WHAT YOU ARE ASKED TO DO
Below are the records; copy every line in them that holds the string "panels".

[PROVIDED ENTRIES]

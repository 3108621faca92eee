use eframe::egui;

use crate::state::AppState;
use crate::ui::{dashboard, panels};

// ---------------------------------------------------------------------------
// eframe App implementation
// ---------------------------------------------------------------------------

pub struct SalaryDashApp {
    pub state: AppState,
}

impl SalaryDashApp {
    pub fn new(state: AppState) -> Self {
        Self { state }
    }
}

impl eframe::App for SalaryDashApp {
    fn update(&mut self, ctx: &egui::Context, _frame: &mut eframe::Frame) {
        // ---- Top panel: menu bar ----
        egui::TopBottomPanel::top("top_bar").show(ctx, |ui| {
            panels::top_bar(ui, &mut self.state);
        });

        // ---- Left side panel: filters ----
        egui::SidePanel::left("filter_panel")
            .default_width(220.0)
            .resizable(true)
            .show(ctx, |ui| {
                panels::side_panel(ui, &mut self.state);
            });

        // ---- Central panel: metrics, charts, table ----
        egui::CentralPanel::default().show(ctx, |ui| {
            dashboard::dashboard(ui, &self.state);
        });
    }
}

[/PROVIDED ENTRIES]

THE COMPLETED TASK
use crate::ui::{dashboard, panels};
            panels::top_bar(ui, &mut self.state);
                panels::side_panel(ui, &mut self.state);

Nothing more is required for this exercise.